Des fonctions telles qu’un club nautique, un hôtel et des services d’accueil sont prévues. Le modèle de référence est celui des ports de plaisance méditerranéens, avec un accent mis sur la qualité architecturale et la fonctionnalité des espaces. L’ouverture éventuelle des chantiers est prévue après mars 2026.
Le projet global
Le projet global prévoit la construction de 1 235 postes d’amarrage, dont 782 destinés à la plaisance touristique et 453 à la nautique locale, avec des tailles allant de 5 à 90 mètres. Le cœur du projet est la construction du Hall de la mer, une structure divisée en deux bâtiments en forme de L qui abritera un hôtel cinq étoiles avec un quai réservé, des terrasses panoramiques, des espaces de réception et des espaces commerciaux. À côté de l’hôtel, il y aura des résidences le long du quai San Lazzaro, ainsi que des logements pour les services de l’État et la tour d’amarrage.

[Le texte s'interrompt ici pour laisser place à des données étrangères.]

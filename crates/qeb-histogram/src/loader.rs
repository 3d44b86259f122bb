//! Reading and writing the tab-separated histogram file format
//!
//! The format is the one written by the command-line sampler: a header row
//! that is discarded, then one row per bin with the bin's left edge, its
//! value and its error bar. Additional columns are ignored. The left edges
//! are trusted to be linearly spaced; the histogram range is reconstructed
//! from the first two edges and the number of rows.

use crate::types::{HistogramParams, HistogramWithErrorBars};
use qeb_core::{Error, Result};
use std::fs::File;
use std::io::{Read, Write};
use std::path::Path;
use tracing::debug;

/// Load a histogram file from disk
pub fn load_csv_histogram<P: AsRef<Path>>(path: P) -> Result<HistogramWithErrorBars> {
    let path = path.as_ref();
    debug!("Loading histogram from {}", path.display());
    let file = File::open(path)?;
    read_csv_histogram(file)
}

/// Read a histogram from any tab- or whitespace-separated source
pub fn read_csv_histogram<R: Read>(reader: R) -> Result<HistogramWithErrorBars> {
    let mut rdr = csv::ReaderBuilder::new()
        .delimiter(b'\t')
        .has_headers(true)
        .flexible(true)
        .trim(csv::Trim::All)
        .from_reader(reader);

    let mut edges = Vec::new();
    let mut values = Vec::new();
    let mut errors = Vec::new();

    for (row, record) in rdr.records().enumerate() {
        let record = record.map_err(|e| Error::Parse(e.to_string()))?;
        // Rows separated by spaces arrive as a single field
        let fields: Vec<&str> = if record.len() == 1 {
            record[0].split_whitespace().collect()
        } else {
            record.iter().filter(|f| !f.is_empty()).collect()
        };
        if fields.is_empty() {
            continue;
        }
        if fields.len() < 3 {
            return Err(Error::InvalidInput(format!(
                "row {} has {} columns, expected at least 3",
                row + 2,
                fields.len()
            )));
        }

        edges.push(parse_cell(fields[0], row)?);
        values.push(parse_cell(fields[1], row)?);
        errors.push(parse_cell(fields[2], row)?);
    }

    if edges.len() < 2 {
        return Err(Error::InvalidInput(format!(
            "histogram file needs at least 2 data rows to infer the bin width, got {}",
            edges.len()
        )));
    }

    let num_bins = edges.len();
    let resolution = edges[1] - edges[0];
    let params = HistogramParams::new(edges[0], edges[num_bins - 1] + resolution, num_bins)?;
    debug!("Histogram file describes {}", params);

    HistogramWithErrorBars::from_parts(params, values, errors, 0.0)
}

/// Write a histogram in the same tab-separated format
pub fn write_csv_histogram<W: Write>(histogram: &HistogramWithErrorBars, writer: W) -> Result<()> {
    let mut wtr = csv::WriterBuilder::new()
        .delimiter(b'\t')
        .from_writer(writer);

    wtr.write_record(["Value", "Counts", "Error"])
        .map_err(|e| Error::Parse(e.to_string()))?;
    for ((edge, value), error) in histogram
        .values_lower()
        .iter()
        .zip(histogram.bins())
        .zip(histogram.delta())
    {
        wtr.write_record([edge.to_string(), value.to_string(), error.to_string()])
            .map_err(|e| Error::Parse(e.to_string()))?;
    }
    wtr.flush()?;
    Ok(())
}

/// Save a histogram file to disk
pub fn save_csv_histogram<P: AsRef<Path>>(
    histogram: &HistogramWithErrorBars,
    path: P,
) -> Result<()> {
    let file = File::create(path.as_ref())?;
    write_csv_histogram(histogram, file)
}

fn parse_cell(cell: &str, row: usize) -> Result<f64> {
    cell.parse::<f64>().map_err(|_| {
        Error::Parse(format!("row {}: '{}' is not a number", row + 2, cell))
    })
}
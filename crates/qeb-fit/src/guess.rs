//! Graphical initial guess for the quantum error bars
//!
//! Reads the peak and its `1/e` crossings off the histogram. The result is a
//! rough seed for the optimizer with no accuracy guarantee.

use crate::converter::QuantumErrorBarsX;
use crate::transform::FtoX;
use qeb_core::{DiagnosticSink, Error, Result};
use qeb_histogram::HistogramWithErrorBars;

/// Estimate `(x0, Delta, gamma, y0)` from the shape of `histogram`
pub fn guess_error_bars_x(
    histogram: &HistogramWithErrorBars,
    ftox: &FtoX,
    sink: &dyn DiagnosticSink,
) -> Result<QuantumErrorBarsX> {
    let p = histogram.bins();
    let n = p.len();
    if n < 2 {
        return Err(Error::InsufficientData {
            expected: 2,
            actual: n,
        });
    }

    let idxmax = histogram.argmax();
    let pmax = p[idxmax];
    if !(pmax > 0.0) || !pmax.is_finite() {
        return Err(Error::InvalidInput(format!(
            "cannot guess error bars from a histogram with maximum value {pmax}"
        )));
    }

    let x = ftox.ftox_all(&histogram.values_center());
    let x0 = x[idxmax];
    let y0 = pmax.ln();
    let threshold = pmax * (-1.0f64).exp();

    // the maximum is above the threshold, so both searches succeed
    let first_above = p.iter().position(|&v| v > threshold).unwrap_or(idxmax).max(1);
    let last_above = p.iter().rposition(|&v| v > threshold).unwrap_or(idxmax).min(n - 2);

    let (outer, inner) = (first_above - 1, first_above);
    let x0m = crossing(x[outer], p[outer], x[inner], p[inner], threshold);
    let (outer, inner) = (last_above + 1, last_above);
    let x0p = crossing(x[outer], p[outer], x[inner], p[inner], threshold);

    let delta = ((x0p - x0m) / 2.0).abs();
    let gamma = 2.0 * ((x0p + x0m) / 2.0 - x0).abs();

    sink.debug(&format!(
        "guess_error_bars_x(): first_above={first_above}, last_above={last_above}, \
         x0m={x0m}, x0p={x0p}, x0={x0}, Delta={delta}, gamma={gamma}"
    ));

    Ok(QuantumErrorBarsX {
        x0,
        delta,
        gamma,
        y0,
    })
}

/// Where the segment from the outer point `(xo, po)` to the inner point
/// `(xi, pi)` reaches `threshold`
fn crossing(xo: f64, po: f64, xi: f64, pi: f64, threshold: f64) -> f64 {
    if pi == po {
        return xo;
    }
    xo + (threshold - po) / (pi - po) * (xi - xo)
}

Le plan prévoit des parkings, des espaces verts, des chemins piétonniers, des espaces pour la construction navale et une station de carburant. Il comporte des éléments de durabilité environnementale, tels que des installations photovoltaïques, des pompes à chaleur et des systèmes de récupération et de gestion de l’eau. Le financement, qui s’élève à environ 159 millions d’euros hors TVA, sera assuré par la vente de postes d’amarrage et de terrains, ainsi que par l’entrée d’entités privées. Le calendrier prévoit l’achèvement des travaux dans un délai de sept ans, avec un investissement public supplémentaire d’environ 12 millions d’euros pour la construction d’infrastructures urbaines, y compris des ponts et des pistes cyclables et piétonnes.

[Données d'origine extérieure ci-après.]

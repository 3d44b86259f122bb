//! Behaviour of the analysis pipeline around models, transforms and filtering

mod common;

use common::*;
use proptest::prelude::*;
use qeb_core::{CollectingSink, Error};
use qeb_fit::test_data::SyntheticHistograms;
use qeb_fit::{
    retained_indices, CustomModel, FitVisualizer, HistogramAnalysis, NullFitVisualizer, PlotData,
    PlotOptions,
};
use std::sync::{Arc, Mutex};

fn custom_canonical() -> CustomModel {
    CustomModel::new(&["a2", "a1", "m", "c"], |x, p| {
        -p[0] * x * x - p[1] * x + p[2] * x.ln() + p[3]
    })
    .unwrap()
    .with_name("my canonical copy")
}

#[test]
fn test_custom_model_has_no_error_bars() {
    let histogram = SyntheticHistograms::reference().unwrap();
    let analysis = quiet_builder()
        .custom_model(custom_canonical())
        .p0(vec![300.0, 80.0, 15.0, 0.0])
        .analyze(&histogram)
        .unwrap();

    // raw coefficients and chi-squared remain available
    let params = analysis.fit_parameters();
    assert_eq!(params.names(), &["a2", "a1", "m", "c"]);
    assert_relative_eq!(params.get("a2").unwrap(), 250.0, max_relative = RECOVERY_TOLERANCE);
    assert!(analysis.fit_red_chi2().is_finite());

    match analysis.quantum_error_bars() {
        Err(Error::MissingConverter { model }) => assert_eq!(model, "my canonical copy"),
        other => panic!("expected a missing converter error, got {other:?}"),
    }
    assert!(matches!(
        analysis.quantum_error_bars_x(),
        Err(Error::MissingConverter { .. })
    ));
    assert!(analysis.print_quantum_error_bars(|_| {}).is_err());

    // the deskewed Gaussian needs the converter, the plain plot does not
    assert!(analysis.plot(&NullFitVisualizer, &PlotOptions::default()).is_err());
    let plot = analysis
        .plot(&NullFitVisualizer, &PlotOptions::new().plot_deskewed_gaussian(false))
        .unwrap();
    assert!(plot.deskewed_gaussian.is_none());
}

#[test]
fn test_custom_model_requires_seed() {
    let histogram = SyntheticHistograms::reference().unwrap();
    let err = quiet_builder()
        .custom_model(custom_canonical())
        .analyze(&histogram)
        .unwrap_err();
    assert!(err.is_configuration());
}

#[test]
fn test_invalid_scale_is_rejected() {
    let histogram = SyntheticHistograms::reference().unwrap();
    for s in [2.0, 0.0, -2.0, 0.5] {
        let err = quiet_builder().ftox(0.0, s).analyze(&histogram).unwrap_err();
        assert!(err.is_configuration(), "s={s}");
        assert!(err.to_string().contains("s="));
    }
}

#[test]
fn test_threshold_shrinks_retained_points() {
    let histogram = SyntheticHistograms::reference().unwrap();
    let mut previous = usize::MAX;
    for threshold in [0.0, 0.001, 0.01, 0.05] {
        let analysis = quiet_builder()
            .threshold_fraction(threshold)
            .analyze(&histogram)
            .unwrap();
        let n = analysis.fit_result().num_points();
        assert!(n <= previous, "threshold={threshold}: {n} > {previous}");
        previous = n;
    }
    assert!(previous < histogram.num_bins());
}

#[test]
fn test_zero_threshold_keeps_all_positive_bins() {
    let mut histogram = SyntheticHistograms::reference().unwrap();
    let mut bins = histogram.bins().to_vec();
    bins[0] = 0.0;
    bins[39] = 0.0;
    let delta = histogram.delta().to_vec();
    histogram.load(&bins, &delta, 0.0).unwrap();

    let analysis = quiet_builder().analyze(&histogram).unwrap();
    let result = analysis.fit_result();
    assert_eq!(result.num_points(), 38);
    assert_eq!(result.indices.first(), Some(&1));
    assert!(result.fit_logp.iter().all(|v| v.is_finite()));
    assert_eq!(result.p.len(), 40);
}

#[test]
fn test_warnings_reach_the_sink() {
    let sink = Arc::new(CollectingSink::new());
    let histogram = SyntheticHistograms::reference().unwrap();

    // a strict threshold turns the ordinary noise into a warning
    let analysis = HistogramAnalysis::builder()
        .sink(Arc::clone(&sink))
        .redchi2_warn_threshold(0.01)
        .analyze(&histogram)
        .unwrap();
    assert!(analysis.fit_diagnostic().is_poor_fit());
    assert_eq!(sink.warnings().len(), 1);
    assert!(sink.records().iter().any(|d| d.message.starts_with("Fit parameters:")));
}

#[derive(Default)]
struct RecordingVisualizer {
    plots: Mutex<Vec<PlotData>>,
}

impl FitVisualizer for RecordingVisualizer {
    fn render(&self, plot: &PlotData) -> qeb_core::Result<()> {
        self.plots.lock().unwrap().push(plot.clone());
        Ok(())
    }
}

#[test]
fn test_plot_reaches_visualizer() {
    let histogram = SyntheticHistograms::reference().unwrap();
    let analysis = quiet_builder().analyze(&histogram).unwrap();
    let visualizer = RecordingVisualizer::default();
    analysis
        .plot(&visualizer, &PlotOptions::new().log_scale(true).xlabel("fidelity"))
        .unwrap();

    let plots = visualizer.plots.lock().unwrap();
    assert_eq!(plots.len(), 1);
    assert_eq!(plots[0].xlabel, "fidelity");
    assert!(plots[0].log_scale);
    assert_eq!(plots[0].fit.f.len(), 200);
    assert_eq!(plots[0].data.err.as_ref().map(Vec::len), Some(40));
}

proptest! {
    #[test]
    fn prop_threshold_is_monotone(
        p in prop::collection::vec(0.0f64..10.0, 1..60),
        lo in 0.0f64..1.0,
        hi in 0.0f64..1.0,
    ) {
        let err: Vec<f64> = p.iter().map(|v| 0.1 * v + 0.01).collect();
        let (lo, hi) = if lo <= hi { (lo, hi) } else { (hi, lo) };

        let kept_lo = retained_indices(&p, &err, lo);
        let kept_hi = retained_indices(&p, &err, hi);
        prop_assert!(kept_hi.iter().all(|i| kept_lo.contains(i)));

        let kept_zero = retained_indices(&p, &err, 0.0);
        let positive: Vec<usize> = (0..p.len()).filter(|&i| p[i] > 0.0).collect();
        prop_assert_eq!(kept_zero, positive);
    }
}
use std::time::Duration;

use log::debug;
use reqwest::header::{HeaderMap, HeaderName, HeaderValue};
use serde::de::DeserializeOwned;

use crate::error::ApiError;

/// How a client presents its credentials.
#[derive(Debug, Clone)]
pub enum Authentication {
    /// `Authorization: Bearer <token>`
    Bearer(String),
    /// `PRIVATE-TOKEN: <token>`
    PrivateToken(String),
}

impl Authentication {
    fn headers(&self) -> Result<HeaderMap, ApiError> {
        let mut headers = HeaderMap::new();
        match self {
            Authentication::Bearer(token) => {
                let mut value = HeaderValue::from_str(&format!("Bearer {}", token))?;
                value.set_sensitive(true);
                headers.insert(reqwest::header::AUTHORIZATION, value);
            }
            Authentication::PrivateToken(token) => {
                let mut value = HeaderValue::from_str(token)?;
                value.set_sensitive(true);
                headers.insert(HeaderName::from_static("private-token"), value);
            }
        }
        Ok(headers)
    }
}

/// Builds the reqwest client shared by every collaborator.
pub fn build_client(auth: Option<&Authentication>, timeout: Option<Duration>) -> Result<reqwest::Client, ApiError> {
    let mut builder = reqwest::Client::builder();
    if let Some(auth) = auth {
        builder = builder.default_headers(auth.headers()?);
    }
    if let Some(timeout) = timeout {
        builder = builder.timeout(timeout);
    }
    builder.build().map_err(|source| ApiError::Transport {
        url: String::new(),
        source,
    })
}

/// Sends the request and turns every non-2xx answer into an error.
pub async fn send(request: reqwest::RequestBuilder) -> Result<reqwest::Response, ApiError> {
    let (client, request) = request.build_split();
    let request = request.map_err(|source| ApiError::Transport {
        url: String::new(),
        source,
    })?;
    let method = request.method().clone();
    let url = request.url().to_string();

    debug!("{} {}", method, url);
    let response = client
        .execute(request)
        .await
        .map_err(|source| ApiError::Transport { url: url.clone(), source })?;

    let status = response.status();
    if status.is_success() {
        return Ok(response);
    }

    let body = response.text().await.unwrap_or_default();
    Err(ApiError::Status {
        method,
        url,
        status,
        body,
    })
}

pub async fn json<T: DeserializeOwned>(response: reqwest::Response) -> Result<T, ApiError> {
    let url = response.url().to_string();
    let body = response
        .bytes()
        .await
        .map_err(|source| ApiError::Transport { url: url.clone(), source })?;
    serde_json::from_slice(&body).map_err(|e| ApiError::Decode {
        url,
        message: e.to_string(),
    })
}

pub async fn bytes(response: reqwest::Response) -> Result<bytes::Bytes, ApiError> {
    let url = response.url().to_string();
    response.bytes().await.map_err(|source| ApiError::Transport { url, source })
}

/// Like [`json`], but an empty body decodes to an empty object.
pub async fn json_or_empty(response: reqwest::Response) -> Result<serde_json::Value, ApiError> {
    let url = response.url().to_string();
    let body = response
        .bytes()
        .await
        .map_err(|source| ApiError::Transport { url: url.clone(), source })?;
    if body.iter().all(u8::is_ascii_whitespace) {
        return Ok(serde_json::Value::Object(serde_json::Map::new()));
    }
    serde_json::from_slice(&body).map_err(|e| ApiError::Decode {
        url,
        message: e.to_string(),
    })
}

Les occupants actuels des postes d’amarrage
Au 1er janvier 2026, tous les contrats antérieurs relatifs aux postes d’amarrage étaient considérés comme caducs. Plusieurs sujets et personnes occupaient de nombreux postes d’amarrage en réclamant les avances financières qu’ils avaient payées, mais qui étaient emportées dans la faillite de Porto di Imperia spa.
Marina di Imperia srl a informé les occupants qu’ils devaient conclure un nouveau contrat pour régulariser leur situation. Si aucun accord n’est trouvé, les postes d’amarrage devront être libérés. Les tarifs pour 2026 ont été approuvés en décembre par le conseil municipal. Aucune réduction n’est envisagée : un avis de la Cour des comptes a exclu cette possibilité. Les places seront donc attribuées à la valeur du marché.
Le plan économique et financier (PEF) associé à la concession (délégation) a été approuvé par le conseil municipal d’Imperia. Selon le maire Scajola, il s’agit d’un instrument flexible qui peut être mis à jour en fonction des conditions du marché. Le plan prévoit des revenus provenant à la fois de la vente et de la location de postes d’amarrage.
L’orientation actuelle semble favoriser les formules de location à court terme, considérées comme plus cohérentes avec les tendances de la demande. Le plan reste formellement inchangé dans ses valeurs globales, qui constituent la base de la durée de la concession.